Back in Phantip I started the ascent to level 4, and it was whilst taking the escalator up to level 3 that an elderly Indian couple fell backwards almost hitting me, this is a long way to fall for an old couple and I rushed to the top of the escalator to locate the red button but some Thai's who had been in front of the couple got in the way as the bodies reached the top of the escalator and tried to move the man onto normal ground.
The old woman was in a state of shock trying to gather her husbands glasses and bits from her handbag that were dancing against the teeth as the stairs dissapeared, pulling her sari with them.
People were piling up at the top trying to squeeze past the old Indian man and I finally located the button which was at ground level and under a perspex flap.
Security arrived and cut the womans sari free from the teeth, crowds gathered and people ran out from their shop units to try and help.

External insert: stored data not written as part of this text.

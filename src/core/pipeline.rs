//! End-to-end composition of the counting stages and the classifier.
//!
//! ```text
//! raw ──▶ resample(raw rate) ──▶ low-pass + resample(filter rate)
//!     ──▶ band-pass ──▶ resample(count rate) ──▶ epoch counts ──▶ classifier
//! ```
//!
//! Sensors are independent until classification, so their count pipelines may
//! run on scoped threads. Results are joined in input order before the
//! classifier sees them.

use crate::config::{AlgorithmMode, PipelineConfig};
use crate::core::classifier::{SleepClassifier, SleepReport};
use crate::core::cole_kripke::ColeKripke;
use crate::core::epochs::{CountsSeries, EpochAggregator};
use crate::core::filter::{lowpass, BandpassFilter};
use crate::core::fusion::{MultiSensorFusion, MAX_SENSORS};
use crate::core::resample::{resample, resample_uniform};
use crate::core::signal::{FilteredSignal, UniformSignal};
use crate::error::{ActigraphyError, Mismatch};
use crate::input::SensorInput;
use std::collections::HashSet;

/// Counts and labels of one run.
#[derive(Debug, Clone)]
pub struct PipelineOutput {
    pub counts: Vec<CountsSeries>,
    pub report: SleepReport,
}

/// Runs raw sensor recordings through counting and classification.
#[derive(Debug, Clone, Default)]
pub struct CountPipeline {
    config: PipelineConfig,
}

impl CountPipeline {
    pub fn new(config: PipelineConfig) -> Self {
        Self { config }
    }

    pub fn config(&self) -> &PipelineConfig {
        &self.config
    }

    /// Activity counts of a single sensor.
    pub fn counts(&self, input: &SensorInput) -> Result<CountsSeries, ActigraphyError> {
        let config = &self.config;

        let uniform = resample(input.sensor, &input.samples, config.raw_rate_hz)?;
        let at_filter_rate = self.to_filter_rate(uniform)?;

        let filtered = BandpassFilter::new(config.filter.clone()).apply(&at_filter_rate)?;
        let counted = if config.count_rate_hz == filtered.signal().rate_hz {
            filtered
        } else {
            // Content is already below the band-pass corner, so no further
            // anti-alias stage is needed here.
            FilteredSignal::from_filtered(resample_uniform(
                filtered.signal(),
                config.count_rate_hz,
            )?)
        };

        EpochAggregator::new(config.epoch_secs(), config.counts.clone()).aggregate(&counted)
    }

    fn to_filter_rate(&self, uniform: UniformSignal) -> Result<UniformSignal, ActigraphyError> {
        let config = &self.config;
        if config.filter_rate_hz == uniform.rate_hz {
            return Ok(uniform);
        }
        if config.filter_rate_hz < uniform.rate_hz {
            let smoothed = lowpass(&uniform, config.anti_alias_cutoff_hz, config.filter.order)?;
            return resample_uniform(&smoothed, config.filter_rate_hz);
        }
        resample_uniform(&uniform, config.filter_rate_hz)
    }

    /// Activity counts of every sensor, in input order.
    ///
    /// Accepts one to four sensors with distinct ids.
    pub fn counts_all(&self, inputs: &[SensorInput]) -> Result<Vec<CountsSeries>, ActigraphyError> {
        if inputs.is_empty() || inputs.len() > MAX_SENSORS {
            return Err(Mismatch::Count {
                expected: if inputs.is_empty() { 1 } else { MAX_SENSORS },
                found: inputs.len(),
            }
            .into());
        }
        let mut seen = HashSet::new();
        for input in inputs {
            if !seen.insert(input.sensor) {
                return Err(Mismatch::DuplicateSensor(input.sensor).into());
            }
        }

        if !self.config.parallel || inputs.len() == 1 {
            return inputs.iter().map(|input| self.counts(input)).collect();
        }

        std::thread::scope(|scope| {
            let handles: Vec<_> = inputs
                .iter()
                .map(|input| scope.spawn(move || self.counts(input)))
                .collect();

            handles
                .into_iter()
                .map(|handle| {
                    handle
                        .join()
                        .unwrap_or_else(|panic| std::panic::resume_unwind(panic))
                })
                .collect()
        })
    }

    /// The classifier selected by the configured mode.
    pub fn classifier(&self) -> Box<dyn SleepClassifier + Send + Sync> {
        let cole_kripke = ColeKripke::new(self.config.cole_kripke.clone());
        match self.config.mode {
            AlgorithmMode::Single => Box::new(cole_kripke),
            AlgorithmMode::Multi => Box::new(MultiSensorFusion::new(
                cole_kripke,
                self.config.required_sensors,
            )),
        }
    }

    /// Count every sensor and classify the result.
    pub fn run(&self, inputs: &[SensorInput]) -> Result<PipelineOutput, ActigraphyError> {
        let counts = self.counts_all(inputs)?;
        let report = self.classifier().classify(&counts)?;
        Ok(PipelineOutput { counts, report })
    }
}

Nobody could revive the man and I could see his tounge turning blue, he had no pulse. A couple of the Thais tried CPR and mouth to mouth, no idea if they knew what they were doing, the poor woman was shaking like a leaf and couldn't stand up. He had no pulse and was slowly changing colour.
As they ripped his shirt open I noticed a vertical scar in the middle of his chest and it became apparent that he must have had a heart attack half way up the escalator and fell backwards taking his wife with him.
Eventually medics arrived and failed to revive him, he died at the scene long before. I felt pretty useless and especially sorry for the Indian woman who showed no distress or panic, just quiet confused shock.
I feel very sorry for her, now widowed and in a foreign country having just lost her husband of 50 or more years. Shortly before as I'd been in S&P they were probably discussing their grandchildren or business and in the blink of an eye her life partner, who's companionship had outlived any of my own memories, vanished in an instant, on an escalator in the middle of a computer mall in Bangkok.
Just goes to show it can all be over in an instant, though personally I would like a bit of notice before my own inevetable demise.